As shown in fig. 3, the bearing housing 1 contains a bearing 11 for supporting one end of the rotating shaft 2. And the cross section of the bearing seat 1 is in an elliptical shape, so that the energy loss when the superior vena cava blood flows into the device can be reduced. The collar 5 provides an attachment point for the lower end of the outer support 3 and does not contact the shaft 2. The constricting ring (5) can move along the axial direction, and when the bracket (3) is in an expansion state, the constricting ring (5) is in a suspension state. When the bracket 3 is in a compressed state, the constricting ring 5 is in contact with the motor 6 housing. The motor 6 is powered by a cable 7 to provide power for the rotation of the rotating shaft 2 and the impeller 4.

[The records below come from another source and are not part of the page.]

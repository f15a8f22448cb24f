//! Visualization module
//!
//! Flat world map rendered with Bevy gizmos: current-position dots for the
//! snapshot modes and predicted ground tracks for the track mode.

use bevy::prelude::*;
use bevy::window::{PresentMode, Window, WindowPlugin};

use crate::orbital::{Propagator, Sgp4Propagator};
use crate::tle::Catalog;
use crate::tracks::{PositionSnapshot, TrackSession};

pub mod config;
pub mod ground_tracks;
pub mod map;
pub mod projection;
pub mod snapshot;

pub use config::MapConfig;
pub use ground_tracks::{ActiveSession, GroundTrackPlugin, SelectionRng, TrackWindowSettings};
pub use map::MapPlugin;
pub use snapshot::{AnimationClock, SnapshotPlugin, SnapshotView};

/// Catalog shared by every view
#[derive(Resource)]
pub struct LoadedCatalog(pub Catalog);

/// Propagator shared by every view
#[derive(Resource)]
pub struct SharedPropagator(pub Box<dyn Propagator + Send + Sync>);

fn base_app(title: &str, map: MapConfig, catalog: Catalog, propagator: Sgp4Propagator) -> App {
    let mut app = App::new();
    // tracing is set up by main; Bevy's LogPlugin would install a second subscriber
    app.add_plugins(
        DefaultPlugins
            .set(WindowPlugin {
                primary_window: Some(Window {
                    title: title.to_string(),
                    present_mode: PresentMode::AutoVsync,
                    ..default()
                }),
                ..default()
            })
            .disable::<bevy::log::LogPlugin>(),
    );

    #[cfg(feature = "dev")]
    app.add_plugins(bevy::dev_tools::fps_overlay::FpsOverlayPlugin::default());

    app.insert_resource(map)
        .insert_resource(LoadedCatalog(catalog))
        .insert_resource(SharedPropagator(Box::new(propagator)))
        .add_plugins(MapPlugin);
    app
}

/// Show one snapshot, re-sampled once per second for `updates` seconds when given
pub fn run_snapshot(
    map: MapConfig,
    catalog: Catalog,
    propagator: Sgp4Propagator,
    snapshot: PositionSnapshot,
    updates: Option<u32>,
) -> AppExit {
    let mut app = base_app("Starlink positions", map, catalog, propagator);
    app.insert_resource(SnapshotView { snapshot });
    if let Some(updates) = updates {
        app.insert_resource(AnimationClock::new(updates));
    }
    app.add_plugins(SnapshotPlugin);
    app.run()
}

/// Show the tracks of an already initialised session until it terminates
pub fn run_tracks(
    map: MapConfig,
    catalog: Catalog,
    propagator: Sgp4Propagator,
    session: TrackSession,
    settings: TrackWindowSettings,
    rng: SelectionRng,
) -> AppExit {
    let mut app = base_app("Starlink ground tracks", map, catalog, propagator);
    app.insert_resource(ActiveSession { session, settings })
        .insert_resource(rng)
        .add_plugins(GroundTrackPlugin);
    app.run()
}
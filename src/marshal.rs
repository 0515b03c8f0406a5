//! Conversion between host entities and `(group-code value)` association lists.
//!
//! | code | meaning |
//! |---|---|
//! | -1 | entity name |
//! | 0 | type: `LINE` `CIRCLE` `ARC` `LWPOLYLINE` `TEXT` |
//! | 8 | layer |
//! | 10 20 30 | primary point (polyline: one 10/20 pair per vertex) |
//! | 11 21 31 | line end point |
//! | 40 | radius or text height |
//! | 50 51 | arc start/end angle or text rotation, in degrees |
//! | 70 | polyline flags, bit 1 closed |
//! | 1 | text content |
//!
//! z codes are written as 0 and ignored when read back.

use crate::Error;
use crate::ast::Value;
use crate::host::{Entity, EntityData, EntityId, Point, Shape};

fn pair(code: i32, value: impl Into<Value>) -> Value {
    Value::List(vec![Value::from(code), value.into()])
}

fn point_pairs(out: &mut Vec<Value>, x_code: i32, p: Point) {
    out.push(pair(x_code, p.x));
    out.push(pair(x_code + 10, p.y));
    out.push(pair(x_code + 20, 0.0));
}

/// Describe an entity as an association list, as `entget` returns it
pub fn entity_to_assoc_list(entity: &Entity) -> Value {
    let mut out = vec![
        pair(-1, entity.id),
        pair(0, entity.shape.type_name()),
        pair(8, entity.layer.as_str()),
    ];

    match &entity.shape {
        Shape::Line { start, end } => {
            point_pairs(&mut out, 10, *start);
            point_pairs(&mut out, 11, *end);
        }
        Shape::Circle { center, radius } => {
            point_pairs(&mut out, 10, *center);
            out.push(pair(40, *radius));
        }
        Shape::Arc {
            center,
            radius,
            start_angle,
            end_angle,
        } => {
            point_pairs(&mut out, 10, *center);
            out.push(pair(40, *radius));
            out.push(pair(50, *start_angle));
            out.push(pair(51, *end_angle));
        }
        Shape::Polyline { vertices, closed } => {
            out.push(pair(70, if *closed { 1 } else { 0 }));
            for v in vertices {
                out.push(pair(10, v.x));
                out.push(pair(20, v.y));
            }
        }
        Shape::Text {
            position,
            height,
            rotation,
            content,
        } => {
            point_pairs(&mut out, 10, *position);
            out.push(pair(40, *height));
            out.push(pair(50, *rotation));
            out.push(pair(1, content.as_str()));
        }
    }

    Value::List(out)
}

/// Well-formed `(code value)` entries; anything else in the list is skipped
fn group_pairs(list: &Value) -> Result<Vec<(i32, &Value)>, Error> {
    let items = list
        .as_list()
        .ok_or_else(|| Error::TypeError(format!("expected association list, got {list}")))?;

    Ok(items
        .iter()
        .filter_map(|item| match item.as_list()? {
            [Value::Number(code), value] if code.fract() == 0.0 => Some((*code as i32, value)),
            _ => None,
        })
        .collect())
}

fn number(code: i32, value: &Value) -> Result<f64, Error> {
    value
        .as_number()
        .ok_or_else(|| Error::TypeError(format!("group {code} expects a number, got {value}")))
}

fn text(code: i32, value: &Value) -> Result<&str, Error> {
    match value {
        Value::String(s) => Ok(s),
        _ => Err(Error::TypeError(format!(
            "group {code} expects a string, got {value}"
        ))),
    }
}

/// Overwrite the fields of `data` named by the list. The entity type can't
/// change; type, name, z and unknown codes are ignored.
pub fn apply_assoc_list(list: &Value, data: &mut EntityData) -> Result<(), Error> {
    let mut xs = Vec::new();
    let mut ys = Vec::new();

    for (code, value) in group_pairs(list)? {
        if code == 8 {
            data.layer = text(code, value)?.to_owned();
            continue;
        }

        match (&mut data.shape, code) {
            (Shape::Line { start, .. }, 10) => start.x = number(code, value)?,
            (Shape::Line { start, .. }, 20) => start.y = number(code, value)?,
            (Shape::Line { end, .. }, 11) => end.x = number(code, value)?,
            (Shape::Line { end, .. }, 21) => end.y = number(code, value)?,
            (Shape::Circle { center, .. } | Shape::Arc { center, .. }, 10) => {
                center.x = number(code, value)?
            }
            (Shape::Circle { center, .. } | Shape::Arc { center, .. }, 20) => {
                center.y = number(code, value)?
            }
            (Shape::Circle { radius, .. } | Shape::Arc { radius, .. }, 40) => {
                *radius = number(code, value)?
            }
            (Shape::Arc { start_angle, .. }, 50) => *start_angle = number(code, value)?,
            (Shape::Arc { end_angle, .. }, 51) => *end_angle = number(code, value)?,
            (Shape::Polyline { .. }, 10) => xs.push(number(code, value)?),
            (Shape::Polyline { .. }, 20) => ys.push(number(code, value)?),
            (Shape::Polyline { closed, .. }, 70) => {
                *closed = (number(code, value)? as i64) & 1 == 1
            }
            (Shape::Text { position, .. }, 10) => position.x = number(code, value)?,
            (Shape::Text { position, .. }, 20) => position.y = number(code, value)?,
            (Shape::Text { height, .. }, 40) => *height = number(code, value)?,
            (Shape::Text { rotation, .. }, 50) => *rotation = number(code, value)?,
            (Shape::Text { content, .. }, 1) => *content = text(code, value)?.to_owned(),
            _ => {}
        }
    }

    // Vertex pairs replace the whole vertex list
    if let Shape::Polyline { vertices, .. } = &mut data.shape
        && !xs.is_empty()
    {
        *vertices = xs
            .iter()
            .enumerate()
            .map(|(i, x)| Point::new(*x, ys.get(i).copied().unwrap_or(0.0)))
            .collect();
    }

    Ok(())
}

fn default_shape(type_name: &str) -> Option<Shape> {
    let origin = Point::default();
    let shape = match type_name {
        "LINE" => Shape::Line {
            start: origin,
            end: origin,
        },
        "CIRCLE" => Shape::Circle {
            center: origin,
            radius: 10.0,
        },
        "ARC" => Shape::Arc {
            center: origin,
            radius: 10.0,
            start_angle: 0.0,
            end_angle: 90.0,
        },
        "LWPOLYLINE" => Shape::Polyline {
            vertices: Vec::new(),
            closed: false,
        },
        "TEXT" => Shape::Text {
            position: origin,
            height: 10.0,
            rotation: 0.0,
            content: String::new(),
        },
        _ => return None,
    };
    Some(shape)
}

/// Build new entity data from a list, as `entmake` does. Missing groups take
/// their defaults; the layer defaults to `default_layer`.
pub fn assoc_list_to_new_entity(list: &Value, default_layer: &str) -> Result<EntityData, Error> {
    let type_name = group_pairs(list)?
        .into_iter()
        .find(|(code, _)| *code == 0)
        .map(|(code, value)| text(code, value).map(str::to_uppercase))
        .transpose()?
        .ok_or_else(|| Error::EvalError("entity list has no type (group 0)".into()))?;

    let shape = default_shape(&type_name)
        .ok_or_else(|| Error::EvalError(format!("unsupported entity type: {type_name}")))?;

    let mut data = EntityData {
        layer: default_layer.to_owned(),
        shape,
    };
    apply_assoc_list(list, &mut data)?;
    Ok(data)
}

/// The entity named by group -1, if any
pub fn assoc_entity_id(list: &Value) -> Option<EntityId> {
    group_pairs(list)
        .ok()?
        .into_iter()
        .find_map(|(code, value)| match (code, value) {
            (-1, Value::Entity(id)) => Some(*id),
            _ => None,
        })
}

FIG. 10 is a schematic view of a flexible dual lumen accessory device in operation in a TCPC, the present invention provides a transcatheter implanted flexible dual lumen accessory device for providing circulatory power to a Fontan patient for improving the post-operative condition of the patient, solving the problem of the prior art devices designed to be in a resting state that would otherwise block the entry of vena cava blood into the pulmonary artery, and simultaneously the device can be implanted via a delivery catheter through minimally invasive surgery to avoid major surgical trauma and complicated procedures.

The embodiments described above are described to facilitate an understanding and use of the invention by those skilled in the art. It will be readily apparent to those skilled in the art that various modifications to these embodiments may be made, and the generic principles described herein may be applied to other embodiments without the use of the inventive faculty. Therefore, the present invention is not limited to the above embodiments, and those skilled in the art should make improvements and modifications within the scope of the present invention based on the disclosure of the present invention.